» What the task requires:
Scan the material for the word "AccountId", then return every line where it appears.

--*--

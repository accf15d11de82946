//! Mock venue connector.
//!
//! Simulates an external trading system with deterministic fills, for
//! tests and demo wiring. No network, no randomness: the same sequence of
//! calls always produces the same fills.

use std::collections::HashMap;
use std::sync::atomic::{AtomicBool, AtomicU64, Ordering};
use std::sync::Mutex;

use async_trait::async_trait;
use rust_decimal::Decimal;

use crate::application::ports::{
    ExecutionReport, VenueConnector, VenueError, VenueOrderSnapshot, VenueOrderStatus,
    VenueSubmitRequest,
};
use crate::domain::orders::value_objects::{LiquidityType, TimeInForce};
use crate::domain::shared::{AccountId, Money, Quantity, Timestamp, VenueOrderId};

/// How the mock venue fills orders.
#[derive(Debug, Clone, Copy, PartialEq, Eq)]
pub enum MockFillMode {
    /// Full fill on the first status query.
    Immediate,
    /// One equal slice per status query until complete.
    Sliced(u32),
    /// Accept and rest without filling.
    Resting,
}

#[derive(Debug)]
struct SimOrder {
    request: VenueSubmitRequest,
    filled: Quantity,
    fills: Vec<ExecutionReport>,
    status: VenueOrderStatus,
    reject_reason: Option<String>,
}

/// Deterministic in-process venue.
pub struct MockVenueConnector {
    venue_name: String,
    account_id: AccountId,
    connected: AtomicBool,
    reject_submits: AtomicBool,
    fill_mode: MockFillMode,
    /// Price used when an order carries no limit price.
    mark_price: Money,
    order_counter: AtomicU64,
    orders: Mutex<HashMap<String, SimOrder>>,
}

impl MockVenueConnector {
    /// Create a connected mock venue that fills orders immediately.
    #[must_use]
    pub fn new(venue_name: impl Into<String>, account_id: AccountId) -> Self {
        Self {
            venue_name: venue_name.into(),
            account_id,
            connected: AtomicBool::new(true),
            reject_submits: AtomicBool::new(false),
            fill_mode: MockFillMode::Immediate,
            mark_price: Money::from_units(100),
            order_counter: AtomicU64::new(0),
            orders: Mutex::new(HashMap::new()),
        }
    }

    /// Choose the fill behavior.
    #[must_use]
    pub const fn with_fill_mode(mut self, mode: MockFillMode) -> Self {
        self.fill_mode = mode;
        self
    }

    /// Price assumed for orders without a limit price.
    #[must_use]
    pub const fn with_mark_price(mut self, mark_price: Money) -> Self {
        self.mark_price = mark_price;
        self
    }

    /// Toggle the simulated venue session.
    pub fn set_connected(&self, connected: bool) {
        self.connected.store(connected, Ordering::SeqCst);
    }

    /// Make subsequent submits fail with a rejection.
    pub fn set_reject_submits(&self, reject: bool) {
        self.reject_submits.store(reject, Ordering::SeqCst);
    }

    fn fill_price(&self, request: &VenueSubmitRequest) -> Money {
        request.order_type.limit_price().unwrap_or(self.mark_price)
    }

    /// Advance one simulation step for an order and return its snapshot.
    fn step(&self, sim: &mut SimOrder, venue_order_id: &str) {
        if sim.status != VenueOrderStatus::Accepted
            && sim.status != VenueOrderStatus::PartiallyFilled
        {
            return;
        }

        let total = sim.request.quantity;
        let price = self.fill_price(&sim.request);
        let tif = sim.request.time_in_force;

        let slice = match self.fill_mode {
            MockFillMode::Resting => {
                // FOK cannot rest: reject instead of sitting unfilled.
                if tif == TimeInForce::Fok {
                    sim.status = VenueOrderStatus::Rejected;
                    sim.reject_reason = Some("cannot fill FOK order completely".to_string());
                } else if tif == TimeInForce::Ioc {
                    sim.status = VenueOrderStatus::Cancelled;
                }
                return;
            }
            MockFillMode::Immediate => total - sim.filled,
            MockFillMode::Sliced(n) => {
                let n = n.max(1);
                let per_slice = Quantity::new(
                    (total.amount() / Decimal::from(n)).round_dp(8),
                );
                let remaining = total - sim.filled;
                if per_slice >= remaining || sim.fills.len() as u32 + 1 >= n {
                    remaining
                } else {
                    per_slice
                }
            }
        };

        if slice.is_positive() {
            sim.fills.push(ExecutionReport {
                external_fill_id: format!("{}-fill-{}", venue_order_id, sim.fills.len() + 1),
                quantity: slice,
                price,
                commission: Money::ZERO,
                commission_asset: None,
                liquidity: LiquidityType::Taker,
                counterparty: None,
                fill_time: Timestamp::now(),
            });
            sim.filled = sim.filled + slice;
        }

        if sim.filled >= total {
            sim.status = VenueOrderStatus::Filled;
        } else {
            // Immediate styles never rest on a partial outcome.
            match tif {
                TimeInForce::Ioc => sim.status = VenueOrderStatus::Cancelled,
                TimeInForce::Fok => {
                    // All-or-nothing: roll the partial back.
                    sim.fills.clear();
                    sim.filled = Quantity::ZERO;
                    sim.status = VenueOrderStatus::Rejected;
                    sim.reject_reason = Some("cannot fill FOK order completely".to_string());
                }
                _ => sim.status = VenueOrderStatus::PartiallyFilled,
            }
        }
    }

    fn snapshot(sim: &SimOrder, venue_order_id: &str) -> VenueOrderSnapshot {
        VenueOrderSnapshot {
            venue_order_id: VenueOrderId::new(venue_order_id),
            status: sim.status,
            reject_reason: sim.reject_reason.clone(),
            fills: sim.fills.clone(),
        }
    }
}

#[async_trait]
impl VenueConnector for MockVenueConnector {
    fn venue_name(&self) -> &str {
        &self.venue_name
    }

    fn account_id(&self) -> &AccountId {
        &self.account_id
    }

    fn is_connected(&self) -> bool {
        self.connected.load(Ordering::SeqCst)
    }

    async fn submit(&self, request: &VenueSubmitRequest) -> Result<VenueOrderId, VenueError> {
        if !self.is_connected() {
            return Err(VenueError::Disconnected {
                venue: self.venue_name.clone(),
            });
        }
        if self.reject_submits.load(Ordering::SeqCst) {
            return Err(VenueError::Rejected {
                reason: "mock venue is rejecting submissions".to_string(),
            });
        }

        let seq = self.order_counter.fetch_add(1, Ordering::SeqCst) + 1;
        let venue_order_id = format!("{}-{}", self.venue_name, seq);

        let mut orders = self.orders.lock().unwrap_or_else(std::sync::PoisonError::into_inner);
        orders.insert(
            venue_order_id.clone(),
            SimOrder {
                request: request.clone(),
                filled: Quantity::ZERO,
                fills: Vec::new(),
                status: VenueOrderStatus::Accepted,
                reject_reason: None,
            },
        );

        Ok(VenueOrderId::new(venue_order_id))
    }

    async fn cancel(&self, venue_order_id: &VenueOrderId) -> Result<(), VenueError> {
        if !self.is_connected() {
            return Err(VenueError::Disconnected {
                venue: self.venue_name.clone(),
            });
        }

        let mut orders = self.orders.lock().unwrap_or_else(std::sync::PoisonError::into_inner);
        let sim = orders
            .get_mut(venue_order_id.as_str())
            .ok_or_else(|| VenueError::OrderNotFound(venue_order_id.as_str().to_string()))?;

        if sim.status == VenueOrderStatus::Filled {
            return Err(VenueError::Api {
                message: "order already filled".to_string(),
            });
        }
        sim.status = VenueOrderStatus::Cancelled;
        Ok(())
    }

    async fn query_status(
        &self,
        venue_order_id: &VenueOrderId,
    ) -> Result<VenueOrderSnapshot, VenueError> {
        if !self.is_connected() {
            return Err(VenueError::Disconnected {
                venue: self.venue_name.clone(),
            });
        }

        let mut orders = self.orders.lock().unwrap_or_else(std::sync::PoisonError::into_inner);
        let sim = orders
            .get_mut(venue_order_id.as_str())
            .ok_or_else(|| VenueError::OrderNotFound(venue_order_id.as_str().to_string()))?;

        self.step(sim, venue_order_id.as_str());
        Ok(Self::snapshot(sim, venue_order_id.as_str()))
    }
}

#[cfg(test)]
mod tests {
    use super::*;
    use crate::domain::orders::value_objects::{OrderPriority, OrderSide, OrderType};
    use crate::domain::shared::{OrderId, Symbol};

    fn make_request(quantity: i64, tif: TimeInForce) -> VenueSubmitRequest {
        VenueSubmitRequest {
            order_id: OrderId::new(1),
            symbol: Symbol::new("NASDAQ:AAPL"),
            side: OrderSide::Buy,
            order_type: OrderType::Limit {
                price: Money::from_f64(100.0),
            },
            quantity: Quantity::from_i64(quantity),
            time_in_force: tif,
            expire_time: None,
            priority: OrderPriority::Normal,
        }
    }

    fn mock() -> MockVenueConnector {
        MockVenueConnector::new("mock", AccountId::new("acct-1"))
    }

    #[tokio::test]
    async fn submit_assigns_sequential_references() {
        let venue = mock();
        let a = venue.submit(&make_request(10, TimeInForce::Day)).await.unwrap();
        let b = venue.submit(&make_request(10, TimeInForce::Day)).await.unwrap();

        assert_eq!(a.as_str(), "mock-1");
        assert_eq!(b.as_str(), "mock-2");
    }

    #[tokio::test]
    async fn immediate_mode_fills_on_first_query() {
        let venue = mock();
        let id = venue.submit(&make_request(10, TimeInForce::Day)).await.unwrap();

        let snapshot = venue.query_status(&id).await.unwrap();
        assert_eq!(snapshot.status, VenueOrderStatus::Filled);
        assert_eq!(snapshot.fills.len(), 1);
        assert_eq!(snapshot.fills[0].quantity, Quantity::from_i64(10));
        assert_eq!(snapshot.fills[0].price, Money::from_f64(100.0));
    }

    #[tokio::test]
    async fn sliced_mode_fills_one_slice_per_query() {
        let venue = mock().with_fill_mode(MockFillMode::Sliced(2));
        let id = venue.submit(&make_request(10, TimeInForce::Day)).await.unwrap();

        let first = venue.query_status(&id).await.unwrap();
        assert_eq!(first.status, VenueOrderStatus::PartiallyFilled);
        assert_eq!(first.fills.len(), 1);
        assert_eq!(first.fills[0].quantity, Quantity::from_i64(5));

        let second = venue.query_status(&id).await.unwrap();
        assert_eq!(second.status, VenueOrderStatus::Filled);
        assert_eq!(second.fills.len(), 2);
    }

    #[tokio::test]
    async fn fills_are_deterministic_and_stable_across_queries() {
        let venue = mock();
        let id = venue.submit(&make_request(10, TimeInForce::Day)).await.unwrap();

        let first = venue.query_status(&id).await.unwrap();
        let second = venue.query_status(&id).await.unwrap();

        // Cumulative list with stable external ids; no double emission.
        assert_eq!(first.fills, second.fills);
        assert_eq!(second.fills[0].external_fill_id, "mock-1-fill-1");
    }

    #[tokio::test]
    async fn ioc_cancels_leftover_in_sliced_mode() {
        let venue = mock().with_fill_mode(MockFillMode::Sliced(4));
        let id = venue.submit(&make_request(10, TimeInForce::Ioc)).await.unwrap();

        let snapshot = venue.query_status(&id).await.unwrap();
        assert_eq!(snapshot.status, VenueOrderStatus::Cancelled);
        assert!(!snapshot.fills.is_empty());
    }

    #[tokio::test]
    async fn fok_rejects_without_fills_in_sliced_mode() {
        let venue = mock().with_fill_mode(MockFillMode::Sliced(4));
        let id = venue.submit(&make_request(10, TimeInForce::Fok)).await.unwrap();

        let snapshot = venue.query_status(&id).await.unwrap();
        assert_eq!(snapshot.status, VenueOrderStatus::Rejected);
        assert!(snapshot.fills.is_empty());
        assert!(snapshot.reject_reason.is_some());
    }

    #[tokio::test]
    async fn resting_mode_never_fills() {
        let venue = mock().with_fill_mode(MockFillMode::Resting);
        let id = venue.submit(&make_request(10, TimeInForce::Day)).await.unwrap();

        let snapshot = venue.query_status(&id).await.unwrap();
        assert_eq!(snapshot.status, VenueOrderStatus::Accepted);
        assert!(snapshot.fills.is_empty());
    }

    #[tokio::test]
    async fn cancel_resting_order() {
        let venue = mock().with_fill_mode(MockFillMode::Resting);
        let id = venue.submit(&make_request(10, TimeInForce::Day)).await.unwrap();

        venue.cancel(&id).await.unwrap();
        let snapshot = venue.query_status(&id).await.unwrap();
        assert_eq!(snapshot.status, VenueOrderStatus::Cancelled);
    }

    #[tokio::test]
    async fn disconnected_venue_refuses_calls() {
        let venue = mock();
        venue.set_connected(false);
        assert!(!venue.is_connected());

        let err = venue
            .submit(&make_request(10, TimeInForce::Day))
            .await
            .unwrap_err();
        assert!(matches!(err, VenueError::Disconnected { .. }));
    }

    #[tokio::test]
    async fn reject_submits_flag() {
        let venue = mock();
        venue.set_reject_submits(true);

        let err = venue
            .submit(&make_request(10, TimeInForce::Day))
            .await
            .unwrap_err();
        assert!(matches!(err, VenueError::Rejected { .. }));
    }

    #[tokio::test]
    async fn market_order_fills_at_mark_price() {
        let venue = mock().with_mark_price(Money::from_f64(42.0));
        let request = VenueSubmitRequest {
            order_type: OrderType::Market,
            ..make_request(10, TimeInForce::Day)
        };
        let id = venue.submit(&request).await.unwrap();

        let snapshot = venue.query_status(&id).await.unwrap();
        assert_eq!(snapshot.fills[0].price, Money::from_f64(42.0));
    }

    #[tokio::test]
    async fn unknown_order_reference() {
        let venue = mock();
        let err = venue
            .query_status(&VenueOrderId::new("mock-999"))
            .await
            .unwrap_err();
        assert!(matches!(err, VenueError::OrderNotFound(_)));
    }
}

--*--

» Output for this task:
use crate::domain::shared::{AccountId, Money, Quantity, Timestamp, VenueOrderId};
    account_id: AccountId,
    pub fn new(venue_name: impl Into<String>, account_id: AccountId) -> Self {
    fn account_id(&self) -> &AccountId {
        MockVenueConnector::new("mock", AccountId::new("acct-1"))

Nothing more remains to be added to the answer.